## INFORMATION SUPPLIED:
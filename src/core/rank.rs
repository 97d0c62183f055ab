use super::{Card, CardBitSet};

/// Hand categories from worst to best.
///
/// Each category carries a u32 that orders hands inside the category. The
/// derived `Ord` compares the category first and then that value, so two
/// ranks can be compared directly to find the winner of a showdown.
#[cfg_attr(feature = "serde", derive(serde::Serialize, serde::Deserialize))]
#[derive(Debug, PartialEq, Eq, PartialOrd, Ord, Clone, Hash, Copy)]
pub enum Rank {
    /// No matches
    HighCard(u32),
    /// One Card matches another.
    OnePair(u32),
    /// Two different pair of matching cards.
    TwoPair(u32),
    /// Three of the same value.
    ThreeOfAKind(u32),
    /// Five cards in a sequence
    Straight(u32),
    /// Five cards of the same suit
    Flush(u32),
    /// Three of one value and two of another value
    FullHouse(u32),
    /// Four of the same value.
    FourOfAKind(u32),
    /// Five cards in a sequence all for the same suit.
    StraightFlush(u32),
}

/// Ace, two, three, four, five.
const WHEEL: u32 = 0b1_0000_0000_1111;

/// Find the highest straight in a set of values.
///
/// The wheel is 0, six high is 1 and so on up to broadway at 9.
fn rank_straight(value_set: u32) -> Option<u32> {
    // Only the top card of a run of five survives the shifts.
    let left =
        value_set & (value_set << 1) & (value_set << 2) & (value_set << 3) & (value_set << 4);
    let idx = left.leading_zeros();
    if idx < 32 {
        Some(32 - 4 - idx)
    } else if value_set & WHEEL == WHEEL {
        Some(0)
    } else {
        None
    }
}

/// Keep only the most significant bit.
fn keep_highest(rank: u32) -> u32 {
    if rank == 0 {
        return 0;
    }
    1 << (32 - rank.leading_zeros() - 1)
}

/// Keep the `to_keep` most significant bits.
fn keep_n(rank: u32, to_keep: u32) -> u32 {
    let mut result = rank;
    while result.count_ones() > to_keep {
        result &= result - 1;
    }
    result
}

/// Rank the best five card hand that can be made out of `cards`.
fn rank_cards(cards: impl Iterator<Item = Card>) -> Rank {
    let mut value_to_count = [0_u8; 13];
    let mut count_to_value = [0_u32; 5];
    let mut suit_value_sets = [0_u32; 4];
    let mut value_set: u32 = 0;

    for c in cards {
        let v = c.value as u8;
        value_set |= 1 << v;
        value_to_count[v as usize] = value_to_count[v as usize].saturating_add(1);
        suit_value_sets[c.suit as usize] |= 1 << v;
    }

    // Repeated cards can push a count past four, treat those as quads.
    for (value, &count) in value_to_count.iter().enumerate() {
        count_to_value[count.min(4) as usize] |= 1 << value;
    }

    // With at most 7 cards only one suit can reach five.
    if let Some(flush) = suit_value_sets.iter().find(|sv| sv.count_ones() >= 5) {
        return match rank_straight(*flush) {
            Some(high) => Rank::StraightFlush(high),
            None => Rank::Flush(keep_n(*flush, 5)),
        };
    }

    let quads = count_to_value[4];
    let sets = count_to_value[3];
    let pairs = count_to_value[2];

    if quads != 0 {
        let kicker = keep_highest(value_set ^ quads);
        Rank::FourOfAKind((quads << 13) | kicker)
    } else if sets.count_ones() == 2 {
        // The lower set plays as the pair.
        let set = keep_highest(sets);
        Rank::FullHouse((set << 13) | (sets ^ set))
    } else if sets != 0 && pairs != 0 {
        Rank::FullHouse((sets << 13) | keep_highest(pairs))
    } else if let Some(high) = rank_straight(value_set) {
        Rank::Straight(high)
    } else if sets != 0 {
        let kickers = keep_n(value_set ^ sets, 2);
        Rank::ThreeOfAKind((sets << 13) | kickers)
    } else if pairs.count_ones() >= 2 {
        // A third pair can still play as the kicker.
        let top_pairs = keep_n(pairs, 2);
        let kicker = keep_highest(value_set ^ top_pairs);
        Rank::TwoPair((top_pairs << 13) | kicker)
    } else if pairs == 0 {
        Rank::HighCard(keep_n(value_set, 5))
    } else {
        let kickers = keep_n(value_set ^ pairs, 3);
        Rank::OnePair((pairs << 13) | kickers)
    }
}

/// Anything that can be ranked as a poker hand.
///
/// This is the comparison capability the estimator relies on: rank both
/// hands, the greater `Rank` wins and equal ranks split.
pub trait Rankable {
    fn cards(&self) -> impl Iterator<Item = Card>;

    /// Rank the best 5 card hand out of these cards.
    ///
    /// The cards should be distinct. A repeated card never panics, but the
    /// resulting rank doesn't describe a real hand.
    ///
    /// # Examples
    /// ```
    /// use bounty_holdem::core::{Rank, Rankable, parse_cards};
    ///
    /// let hand = parse_cards("2h2d8d8sKd6sTh").unwrap();
    /// let rank = hand.rank();
    /// assert!(Rank::TwoPair(0) <= rank);
    /// assert!(Rank::TwoPair(u32::MAX) >= rank);
    /// ```
    fn rank(&self) -> Rank {
        rank_cards(self.cards())
    }
}

impl Rankable for CardBitSet {
    fn cards(&self) -> impl Iterator<Item = Card> {
        self.iter()
    }
}

impl Rankable for [Card] {
    fn cards(&self) -> impl Iterator<Item = Card> {
        self.iter().copied()
    }
}

impl Rankable for Vec<Card> {
    fn cards(&self) -> impl Iterator<Item = Card> {
        self.iter().copied()
    }
}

## WHAT TO DO:
Whenever the word "core" appears in a line of the listing, report that line.

## EXERCISE RESPONSE:
filename src/core/rank.rs
    /// use bounty_holdem::core::{Rank, Rankable, parse_cards};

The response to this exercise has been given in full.